Yes, better integration with the actual repository would be nice. At the moment, all the script does is generate those styles and then one has to manually copy them into the repo.

There are in fact 3 issues with this:

  • if a style has not changed, the script will still create a new style, with an updated date, and simply copying over into the repo will create a needless update. I deal with this easily for now, by just using the Github.app and quickly going through each file to spot the one that really changed, and only tick those for the commit. It works but obvisouly error-prone and it gets old quickly
  • discontinued journals, as you indicate. for this, we could simply add a ‘_discontinued.txt’ list, which is distinct from the _skip.txt list (as this one is for journals we are not yet sure what to do with, or maybe that are exceptions etc…).

In both cases, the script will need to look into the actual repo to manipulate things in there as well. This is the next step, and obvisouly something I was not comfortable doing automatically until it was clear we have something solid. Which I think we have at this point. Manual inspection of the result before committing the changes, and proper validation, are still necessary, of course.

Charles

In addition to this, we should explain to users how they can quickly
check whether their journal is covered by one of our independent
styles. E.g. we could write documentation with questions such as:

  • Is the journal publisher by Elsevier?
  • If so, does the citation format in the Instructions to Authors match
    that of Biological Conservation?
  • If so, use elsevier-harvard.csl.

Et cetera. It’s basically what Sebastian already does himself.

Rintze

That’s an excellent point, and in fact, we should have that kind of info in our Papers help pages as well :slight_smile:

Charles

I added “csl-repository.csl” to the schema repository
(https://github.com/citation-style-language/schema/blob/master/csl-repository.rnc).
It can be called instead of csl.rnc. It is dependent on the normal
schema, but changes a few things. So far, it:

  • forbids more than one cs:issn element
  • forbids some attributes on cs:style in dependent styles (“class”,
    global options, and inheritable name options)
  • forbids affixes on cs:et-al (“prefix” and “suffix”)
  • requires cs:rights, set as This work is
    licensed under a Creative Commons Attribution-ShareAlike 3.0
    License
  • requires at least one cs:link element.

With regard to the last point: ideally I would have csl-repository.csl
require one “self” link, one “independent-parent” link (for
dependents), one or more “documentation” links, and allow one or more
"template" links (for independents). However, this is not possible
with RELAX NG as long as we want to allow the elements within cs:info
to be unordered (this is because of a limitation with the "interleave"
operator). I guess here the question is what csl-repository.csl will
be used for. I wouldn’t want to require style contributors to use a
specific cs:info element order, as they already have enough on their
plate. But I already periodically reorder the cs:info elements with a
Python script (https://github.com/citation-style-language/utilities/blob/master/csl-reindenting-and-info-reordering.py)
for consistency, so we could use a version that requires a specific
element order to make sure that the styles in the repo are in good
shape.

I cleaned up the current styles so they validate against this stricter
schema. I didn’t add stricter tests for cs:category and
"default-locale" since there will be exceptions in the style
repository, and I wanted all styles to validate against
csl-repository.csl (at least for now).

Rintze

I forgot to add that while I was writing the extension schema, I found
a small error in the CSL 1.0.1 schema:

The bug allowed dependent styles to test against the rules for
independent styles, which made the schema more lax than it should be.
Not a problem for CSL 1.0.1, but csl-repository.csl should be used
together with a fixed version of csl.rnc.

Rintze

Why don’t we just add the requirements (as well as those you mentioned below: ordering, self-link etc.) to the tests? We can add a description and a link to the schema to the Readme stating these as mandatory requirements for pull-requests. GitHub will send each pull request and subsequent changes to Travis-CI. We could even go further, by adding a Hook that auto-responds to bad pull requests with a message reiterating the rules or something along those lines.

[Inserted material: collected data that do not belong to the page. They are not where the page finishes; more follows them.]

//! On-board logger: entry decoding, bindings and downloads
//!
//! # Main Types
//!
//! - [`LogDecoder`] - Turns readout payloads into timestamped samples
//! - [`LoggerBinding`] - What a set of logger ids records
//! - [`DownloadSession`] - Readout handshake state
//! - [`TickReconciler`] / [`EpochClock`] - 32-bit tick extension and wall clock mapping

pub mod binding;
pub mod decoder;
pub mod download;

use chrono::{DateTime, Duration as ChronoDuration, Utc};
use tracing::{debug, trace};

pub use binding::{AssembledFrame, BoundPart, LogDemux, LoggerBinding};
pub use decoder::{
    parse_readout, EpochClock, LogEntry, TickReconciler, TickSource, TimeReference,
    DEFAULT_TICK_PERIOD_US,
};
pub use download::{DownloadSession, DownloadState, DownloadSummary, ProgressCallback};

use crate::error::Result;
use crate::route::RouteId;
use crate::signal::decode::decode_frame;
use crate::types::Sample;

/// A decoded sample together with the binding that logged it
#[derive(Debug, Clone, PartialEq)]
pub struct LoggedSample {
    pub binding: String,
    pub route: Option<RouteId>,
    /// Plan node index of the log terminal within its route
    pub terminal: Option<usize>,
    pub logger_id: u8,
    pub sample: Sample,
}

/// Result of ingesting one readout notification
#[derive(Debug, Clone, Default, PartialEq)]
pub struct IngestReport {
    pub entries: u32,
    pub unmatched: u32,
    pub samples: Vec<LoggedSample>,
}

/// Decodes readout notifications against the registered bindings
#[derive(Debug, Clone, Default)]
pub struct LogDecoder {
    demux: LogDemux,
    ticks: TickReconciler,
    clock: EpochClock,
}

impl LogDecoder {
    pub fn new(tick_period_us: f64) -> Self {
        Self {
            demux: LogDemux::new(),
            ticks: TickReconciler::new(),
            clock: EpochClock::new(tick_period_us),
        }
    }

    pub fn demux(&self) -> &LogDemux {
        &self.demux
    }

    pub fn clock(&self) -> &EpochClock {
        &self.clock
    }

    pub fn clock_mut(&mut self) -> &mut EpochClock {
        &mut self.clock
    }

    pub fn bind(&mut self, binding: LoggerBinding) -> usize {
        debug!(
            "logger binding '{}' on ids {:?}",
            binding.name,
            binding.logger_ids().collect::<Vec<_>>()
        );
        self.demux.insert(binding)
    }

    /// Drop the bindings owning `logger_ids` and their tick history
    pub fn unbind(&mut self, logger_ids: &[u8]) {
        self.demux.remove_loggers(logger_ids);
        for id in logger_ids {
            self.ticks.forget(TickSource::Logger(*id));
        }
    }

    /// Wall clock time of a raw tick, extended against `source`'s history in
    /// the `reset_uid` generation
    pub fn timestamp(&mut self, source: TickSource, reset_uid: u8, raw_tick: u32) -> DateTime<Utc> {
        let anchor = self.clock.reference(reset_uid).map(|r| r.tick);
        let extended = self.ticks.extend(source, reset_uid, raw_tick, anchor);
        self.clock.timestamp(reset_uid, extended).unwrap_or_else(|| {
            trace!("no time reference, timestamping from the unix epoch");
            DateTime::<Utc>::UNIX_EPOCH
                + ChronoDuration::microseconds(self.clock.ticks_to_micros(extended) as i64)
        })
    }

    /// Decode the payload of a `[0x0b, 0x07, ...]` readout notification
    pub fn ingest(&mut self, payload: &[u8]) -> Result<IngestReport> {
        let entries = parse_readout(payload)?;
        let mut report = IngestReport {
            entries: entries.len() as u32,
            ..Default::default()
        };

        for entry in entries {
            if self.demux.binding_for(entry.logger_id).is_none() {
                trace!("entry of unbound logger {}", entry.logger_id);
                report.unmatched += 1;
                continue;
            }
            let Some(frame) = self.demux.ingest(entry) else {
                continue;
            };
            let Some(binding) = self.demux.binding(frame.binding).cloned() else {
                continue;
            };

            let source = TickSource::Logger(frame.head.logger_id);
            for decoded in decode_frame(&binding.shape, &frame.bytes)? {
                let tick = decoded.tick.unwrap_or(frame.head.tick);
                let timestamp = self.timestamp(source, frame.head.reset_uid, tick);
                report.samples.push(LoggedSample {
                    binding: binding.name.clone(),
                    route: binding.route,
                    terminal: binding.terminal,
                    logger_id: frame.head.logger_id,
                    sample: Sample {
                        timestamp,
                        value: decoded.value,
                    },
                });
            }
        }
        Ok(report)
    }
}

#[cfg(test)]
mod tests {
    use super::*;
    use crate::signal::{catalog, SignalShape};
    use crate::types::DataValue;
    use chrono::TimeZone;

    fn decoder_with(name: &str, shape: SignalShape, logger_id: u8) -> LogDecoder {
        let mut decoder = LogDecoder::default();
        let epoch = Utc.with_ymd_and_hms(2024, 6, 1, 12, 0, 0).unwrap();
        decoder.clock_mut().set_reference(TimeReference {
            reset_uid: 0,
            tick: 0,
            epoch,
        });
        decoder.bind(LoggerBinding {
            name: name.into(),
            route: Some(RouteId(1)),
            terminal: Some(2),
            source: catalog::switch().source,
            shape,
            parts: vec![BoundPart {
                logger_id,
                offset: 0,
                length: 1,
            }],
        });
        decoder
    }

    #[test]
    fn test_ingest_decodes_bound_entries() {
        let mut decoder = decoder_with("switch", catalog::switch().shape, 0);
        let payload = [0x00, 0x00, 0x00, 0x00, 0x00, 0x01, 0, 0, 0, 0x04, 0x01, 0, 0, 0, 1, 0, 0, 0];
        let report = decoder.ingest(&payload).unwrap();

        assert_eq!(report.entries, 2);
        assert_eq!(report.unmatched, 1);
        assert_eq!(report.samples.len(), 1);
        assert_eq!(report.samples[0].sample.value, DataValue::UInt(1));
        assert_eq!(report.samples[0].route, Some(RouteId(1)));
    }

    #[test]
    fn test_entry_after_counter_wrap_follows_reference() {
        let mut decoder = decoder_with("switch", catalog::switch().shape, 0);
        let epoch = Utc.with_ymd_and_hms(2024, 6, 1, 12, 0, 0).unwrap();
        decoder.clock_mut().set_reference(TimeReference {
            reset_uid: 0,
            tick: 0xffff_fff0,
            epoch,
        });

        let entry = LogEntry {
            logger_id: 0,
            reset_uid: 0,
            tick: 0x10,
            data: [1, 0, 0, 0],
        };
        let report = decoder.ingest(&entry.to_bytes()).unwrap();
        let offset = report.samples[0].sample.timestamp - epoch;
        assert_eq!(offset.num_milliseconds(), 46);
    }

    #[test]
    fn test_board_reset_starts_fresh_tick_history() {
        let mut decoder = decoder_with("switch", catalog::switch().shape, 0);
        let restarted = Utc.with_ymd_and_hms(2024, 6, 2, 12, 0, 0).unwrap();
        decoder.clock_mut().set_reference(TimeReference {
            reset_uid: 1,
            tick: 50,
            epoch: restarted,
        });

        let before = LogEntry {
            logger_id: 0,
            reset_uid: 0,
            tick: 0x9000_0000,
            data: [1, 0, 0, 0],
        };
        let after = LogEntry {
            logger_id: 0,
            reset_uid: 1,
            tick: 100,
            data: [0, 0, 0, 0],
        };
        let mut payload = before.to_bytes().to_vec();
        payload.extend_from_slice(&after.to_bytes());
        let report = decoder.ingest(&payload).unwrap();

        assert_eq!(report.samples.len(), 2);
        let offset = report.samples[1].sample.timestamp - restarted;
        // 50 ticks of 48/32768 s
        assert_eq!(offset.num_milliseconds(), 73);
    }

    #[test]
    fn test_unbind_drops_binding() {
        let mut decoder = decoder_with("switch", catalog::switch().shape, 3);
        decoder.unbind(&[3]);
        let report = decoder.ingest(&[0x03, 0, 0, 0, 0, 1, 0, 0, 0]).unwrap();
        assert_eq!(report.unmatched, 1);
        assert!(report.samples.is_empty());
    }
}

I have committed to many open source projects and typically, the more established they are, the more burden is placed on the person making the commit/pull request. Ideally, it should not be necessary for you (or other maintainers) to have to respond to every pull request that leaves a style in a bad shape, but only review those which pass all the repository rules.

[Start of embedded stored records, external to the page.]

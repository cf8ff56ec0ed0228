//! Common test utilities and helpers

#![allow(dead_code)] // Test utilities may not all be used in every test file

pub mod builders;
pub mod mock_helpers;

use std::time::Duration;

use boardlink::config::EngineConfig;

/// Create a test timeout duration
pub fn test_timeout() -> Duration {
    Duration::from_millis(100)
}

/// Engine config with short round trip bounds so timeouts resolve quickly
pub fn fast_config() -> EngineConfig {
    let mut config = EngineConfig::default();
    config.timeouts.allocation_ms = test_timeout().as_millis() as u64;
    config.timeouts.register_read_ms = test_timeout().as_millis() as u64;
    config
}

/// Route engine logs to the test output; honors `RUST_LOG`
pub fn init_tracing() {
    let _ = tracing_subscriber::fmt()
        .with_env_filter(tracing_subscriber::EnvFilter::from_default_env())
        .with_test_writer()
        .try_init();
}

/// Assert two floats are approximately equal
pub fn assert_float_eq(a: f64, b: f64, epsilon: f64) {
    assert!(
        (a - b).abs() < epsilon,
        "Expected {} to be approximately equal to {} (epsilon: {})",
        a,
        b,
        epsilon
    );
}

If I remember correctly, the tests validate each style against the schema; if you can express the conditions, I can adapt some styles to be validated against the new schema, as well.

Sylvester

Why don’t we just add the requirements (as well as those you mentioned below: ordering, self-link etc.) to the tests? We can add a description and a link to the schema to the Readme stating these as mandatory requirements for pull-requests. GitHub will send each pull request and subsequent changes to Travis-CI. We could even go further, by adding a Hook that auto-responds to bad pull requests with a message reiterating the rules or something along those lines.

A lot of style contributors are new to GitHub. Our instructions
explain how to create new pull requests (which is relatively simple),
but it’s still rather complicated to modify an existing pull request
via the website (basically, you have to navigate to the style file in
the contributor’s fork of the repo, in the branch used for the pull
request; there the contributor can use the Edit button). I was hoping
we could have contributors test as much as possible before creating a
pull request, hence the stricter schema.

I have committed to many open source projects and typically, the more established they are, the more burden is placed on the person making the commit/pull request. Ideally, it should not be necessary for you (or other maintainers) to have to respond to every pull request that leaves a style in a bad shape, but only review those which pass all the repository rules.

Yes. The style repo is rather unique though compared to many other
open source projects in that we get a lot of one-off contributions
from inexperienced users. Because of that I just think that the
current method of manually creating pull requests isn’t going to scale
much further. I’m also wondering how many users simple decide not to
bother submitting their style improvements because it’s too much work.
And, even if we have a process that only generates correct pull
requests, the style repository maintainers will still need to review
all the correct ones, which is going to be a significant burden if the
repository gets even more popular. (see
http://www.ohloh.net/p/CitationStyleLanguage for graphs that show the
growth in the project activity)

But maybe I’m asking the wrong question. To stir up the discussion a
bit: developers who enjoy the availability of CSL styles (yes you!),
be it from BibSonomy, colwiz, Docear, Drupal’s biblio module,
jekyll-scholar, KCite, Mendeley, pandoc, Qiqqa, or Zotero, what would
you do if Sebastian and I stopped handling style submissions? So far,
only Charles Parnot from Papers helps out. Do any of you have a
process in mind that doesn’t involve relying on me and Sebastian? :stuck_out_tongue:

If I remember correctly, the tests validate each style against the schema; if you can express the conditions, I can adapt some styles to be validated against the new schema, as well.

Some of the additional requirements in csl-repository.csl are already
part of your test framework, but I’ll look at the ones that aren’t.

Rintze

Hi,

I have committed to many open source projects and typically, the more
established they are, the more burden is placed on the person making the
commit/pull request. Ideally, it should not be necessary for you (or other
maintainers) to have to respond to every pull request that leaves a style
in a bad shape, but only review those which pass all the repository rules.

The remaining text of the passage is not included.